Fifty years ago, the National Historic Preservation Act was created to help preserve the diverse archaeological and architectural treasures of America. These sites span a variety of structures and locations that chronicle life in North Dakota – including how the deceased are cared for and buried.

The Ashley Jewish Homesteaders Cemetery in McIntosh County joined the National Register of Historic Places in 2015. It’s about three miles north of Ashley in a treeless area, 275 feet square, marked with 22 marble and granite monuments inscribed with Hebrew words and symbols. A separate area was set aside for infants by tradition.

The Ashley Jewish Homesteaders Cemetery is one of three remaining visible or accessible Jewish homesteader cemeteries in the state.
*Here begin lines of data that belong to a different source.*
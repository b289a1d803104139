//! Persisted vector index over corpus documents
//!
//! The index lives in a SQLite file: one row per document with its
//! embedding as a blob, plus a small `meta` table recording which embedder
//! produced the vectors.

use std::path::Path;

use anyhow::{anyhow, Context, Result};
use chrono::Utc;
use rusqlite::{params, Connection, OpenFlags};
use tracing::{debug, info, warn};

use super::corpus::Document;
use super::embeddings::{blob_to_embedding, cosine_similarity, embedding_to_blob, Embedder};
use super::retrieval::{max_marginal_relevance, RetrievalOptions};

const SCHEMA: &str = "
    CREATE TABLE IF NOT EXISTS documents (
        id INTEGER PRIMARY KEY,
        position INTEGER NOT NULL,
        content TEXT NOT NULL,
        embedding BLOB NOT NULL
    );
    CREATE TABLE IF NOT EXISTS meta (
        key TEXT PRIMARY KEY,
        value TEXT NOT NULL
    );
";

/// A document together with its embedding
#[derive(Debug, Clone)]
pub struct IndexedDocument {
    pub document: Document,
    pub embedding: Vec<f32>,
}

/// A document returned by a search, with its query similarity
#[derive(Debug, Clone)]
pub struct ScoredDocument {
    pub document: Document,
    pub score: f32,
}

/// In-memory similarity index, immutable once built or loaded
#[derive(Debug, Clone)]
pub struct VectorIndex {
    embedder: String,
    dimensions: usize,
    entries: Vec<IndexedDocument>,
}

impl VectorIndex {
    /// Embed every document and index it in order
    pub async fn build(documents: Vec<Document>, embedder: &dyn Embedder) -> Result<Self> {
        let texts: Vec<String> = documents.iter().map(|d| d.content().to_string()).collect();
        let embeddings = embedder.embed_batch(&texts).await?;
        if embeddings.len() != documents.len() {
            return Err(anyhow!(
                "Embedder returned {} vectors for {} documents",
                embeddings.len(),
                documents.len()
            ));
        }

        let entries = documents
            .into_iter()
            .zip(embeddings)
            .map(|(document, embedding)| IndexedDocument {
                document,
                embedding,
            })
            .collect::<Vec<_>>();

        info!(
            "Built index of {} documents with {}",
            entries.len(),
            embedder.name()
        );

        Ok(Self {
            embedder: embedder.name().to_string(),
            dimensions: embedder.dimensions(),
            entries,
        })
    }

    pub fn exists(path: &Path) -> bool {
        path.is_file()
    }

    /// Load a persisted index. Fails if nothing exists at `path`.
    pub fn load(path: &Path) -> Result<Self> {
        let conn = Connection::open_with_flags(path, OpenFlags::SQLITE_OPEN_READ_ONLY)
            .with_context(|| format!("Failed to open index at {}", path.display()))?;

        let embedder = read_meta(&conn, "embedder")?.unwrap_or_default();
        let dimensions = read_meta(&conn, "dimensions")?
            .and_then(|d| d.parse().ok())
            .unwrap_or(0);

        let mut stmt =
            conn.prepare("SELECT content, embedding FROM documents ORDER BY position")?;
        let rows = stmt.query_map([], |row| {
            let content: String = row.get(0)?;
            let blob: Vec<u8> = row.get(1)?;
            Ok((content, blob))
        })?;

        let mut entries = Vec::new();
        for row in rows {
            let (content, blob) = row?;
            let embedding = blob_to_embedding(&blob)
                .ok_or_else(|| anyhow!("Corrupt embedding blob in {}", path.display()))?;
            entries.push(IndexedDocument {
                document: Document::new(content),
                embedding,
            });
        }

        debug!("Loaded {} documents from {}", entries.len(), path.display());
        Ok(Self {
            embedder,
            dimensions,
            entries,
        })
    }

    /// Persist the index, replacing whatever was stored at `path`
    pub fn save(&self, path: &Path) -> Result<()> {
        if let Some(parent) = path.parent() {
            std::fs::create_dir_all(parent)?;
        }

        let mut conn = Connection::open(path)
            .with_context(|| format!("Failed to create index at {}", path.display()))?;
        conn.execute_batch(SCHEMA)?;

        let tx = conn.transaction()?;
        tx.execute("DELETE FROM documents", [])?;
        {
            let mut stmt = tx.prepare(
                "INSERT INTO documents (position, content, embedding) VALUES (?1, ?2, ?3)",
            )?;
            for (position, entry) in self.entries.iter().enumerate() {
                stmt.execute(params![
                    position as i64,
                    entry.document.content(),
                    embedding_to_blob(&entry.embedding)
                ])?;
            }
        }

        let meta = [
            ("embedder", self.embedder.clone()),
            ("dimensions", self.dimensions.to_string()),
            ("created_at", Utc::now().to_rfc3339()),
        ];
        for (key, value) in meta {
            tx.execute(
                "INSERT INTO meta (key, value) VALUES (?1, ?2)
                 ON CONFLICT(key) DO UPDATE SET value = excluded.value",
                params![key, value],
            )?;
        }
        tx.commit()?;

        info!("Saved index of {} documents to {}", self.len(), path.display());
        Ok(())
    }

    pub fn len(&self) -> usize {
        self.entries.len()
    }

    pub fn is_empty(&self) -> bool {
        self.entries.is_empty()
    }

    /// Name of the embedder that produced the stored vectors
    pub fn embedder_name(&self) -> &str {
        &self.embedder
    }

    pub fn dimensions(&self) -> usize {
        self.dimensions
    }

    pub fn documents(&self) -> impl Iterator<Item = &Document> {
        self.entries.iter().map(|e| &e.document)
    }

    /// Rank documents against a query embedding
    ///
    /// Without diversity the top `k` by cosine similarity are returned. With
    /// diversity the `fetch_k` most similar documents are re-ranked by
    /// maximal marginal relevance and `k` are kept.
    pub fn search(&self, query: &[f32], options: &RetrievalOptions) -> Vec<ScoredDocument> {
        if !self.entries.is_empty() && query.len() != self.dimensions && self.dimensions != 0 {
            warn!(
                "Query embedding has {} dimensions, index has {}",
                query.len(),
                self.dimensions
            );
        }

        let mut candidates: Vec<(&IndexedDocument, f32)> = self
            .entries
            .iter()
            .filter(|e| options.accepts(&e.document))
            .map(|e| (e, cosine_similarity(query, &e.embedding)))
            .collect();
        candidates.sort_by(|a, b| b.1.total_cmp(&a.1));

        if options.diversify {
            candidates.truncate(options.fetch_k.max(options.k));
            let embeddings: Vec<&[f32]> =
                candidates.iter().map(|(e, _)| e.embedding.as_slice()).collect();
            let picked = max_marginal_relevance(query, &embeddings, options.k, options.lambda_mult);
            picked
                .into_iter()
                .map(|idx| ScoredDocument {
                    document: candidates[idx].0.document.clone(),
                    score: candidates[idx].1,
                })
                .collect()
        } else {
            candidates
                .into_iter()
                .take(options.k)
                .map(|(e, score)| ScoredDocument {
                    document: e.document.clone(),
                    score,
                })
                .collect()
        }
    }
}

fn read_meta(conn: &Connection, key: &str) -> Result<Option<String>> {
    let result = conn.query_row("SELECT value FROM meta WHERE key = ?1", [key], |row| {
        row.get::<_, String>(0)
    });
    match result {
        Ok(value) => Ok(Some(value)),
        Err(rusqlite::Error::QueryReturnedNoRows) => Ok(None),
        Err(e) => Err(e.into()),
    }
}

#[cfg(test)]
mod tests {
    use super::*;
    use crate::index::embeddings::HashingEmbedder;
    use tempfile::TempDir;

    fn docs(texts: &[&str]) -> Vec<Document> {
        texts.iter().map(|t| Document::new(*t)).collect()
    }

    #[tokio::test]
    async fn test_save_and_load_preserves_order() {
        let dir = TempDir::new().unwrap();
        let path = dir.path().join("nested").join("index.db");
        let embedder = HashingEmbedder::new(32);

        let index = VectorIndex::build(docs(&["alpha", "beta", "gamma"]), &embedder)
            .await
            .unwrap();
        index.save(&path).unwrap();
        assert!(VectorIndex::exists(&path));

        let loaded = VectorIndex::load(&path).unwrap();
        let contents: Vec<_> = loaded.documents().map(|d| d.content()).collect();
        assert_eq!(contents, vec!["alpha", "beta", "gamma"]);
        assert_eq!(loaded.embedder_name(), "hashing");
        assert_eq!(loaded.dimensions(), 32);
        assert_eq!(loaded.entries[1].embedding, index.entries[1].embedding);
    }

    #[tokio::test]
    async fn test_save_replaces_previous_contents() {
        let dir = TempDir::new().unwrap();
        let path = dir.path().join("index.db");
        let embedder = HashingEmbedder::new(16);

        VectorIndex::build(docs(&["one", "two"]), &embedder)
            .await
            .unwrap()
            .save(&path)
            .unwrap();
        VectorIndex::build(docs(&["three"]), &embedder)
            .await
            .unwrap()
            .save(&path)
            .unwrap();

        assert_eq!(VectorIndex::load(&path).unwrap().len(), 1);
    }

    #[test]
    fn test_load_missing_index_fails() {
        let dir = TempDir::new().unwrap();
        assert!(VectorIndex::load(&dir.path().join("absent.db")).is_err());
    }

    #[tokio::test]
    async fn test_similarity_search_ranks_best_first() {
        let embedder = HashingEmbedder::default();
        let index = VectorIndex::build(
            docs(&["move the camera", "add a cube", "cube cube cube"]),
            &embedder,
        )
        .await
        .unwrap();

        let query = embedder.embed("cube").await.unwrap();
        let options = RetrievalOptions::default().k(2).diversify(false);
        let results = index.search(&query, &options);

        assert_eq!(results.len(), 2);
        assert_eq!(results[0].document.content(), "cube cube cube");
        assert!(results[0].score >= results[1].score);
    }

    #[tokio::test]
    async fn test_filter_excludes_documents() {
        let embedder = HashingEmbedder::default();
        let index = VectorIndex::build(docs(&["add a cube", "remove a cube"]), &embedder)
            .await
            .unwrap();

        let query = embedder.embed("cube").await.unwrap();
        let options =
            RetrievalOptions::default().filter(|doc: &Document| doc.content().starts_with("add"));
        let results = index.search(&query, &options);

        assert_eq!(results.len(), 1);
        assert_eq!(results[0].document.content(), "add a cube");
    }

    #[tokio::test]
    async fn test_diversified_search_returns_distinct_documents() {
        let embedder = HashingEmbedder::default();
        let texts: Vec<String> = (0..30).map(|i| format!("cube variant {}", i)).collect();
        let documents = texts.iter().map(|t| Document::new(t.as_str())).collect();
        let index = VectorIndex::build(documents, &embedder).await.unwrap();

        let query = embedder.embed("cube").await.unwrap();
        let results = index.search(&query, &RetrievalOptions::default());

        assert_eq!(results.len(), 10);
        let mut contents: Vec<_> = results.iter().map(|r| r.document.content()).collect();
        contents.sort();
        contents.dedup();
        assert_eq!(contents.len(), 10);
    }
}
It has the largest number of marked graves of any Jewish homesteader cemetery in either North or South Dakota.

Ashley, in the heart of German-Russian settlements, was close to the largest Jewish agricultural settlement in North Dakota, and it was one of these Jewish-Russian immigrants who first owned the land of this cemetery.

On this date in 1908, Sarah Schlasinger was issued a land patent on this land. A few years later, she moved to her husband’s homestead and sold the land to Louis Rubin, a Jewish businessman. He in turn sold the land to Wolf and Alta Feneck in 1911, who began to use the land for burials.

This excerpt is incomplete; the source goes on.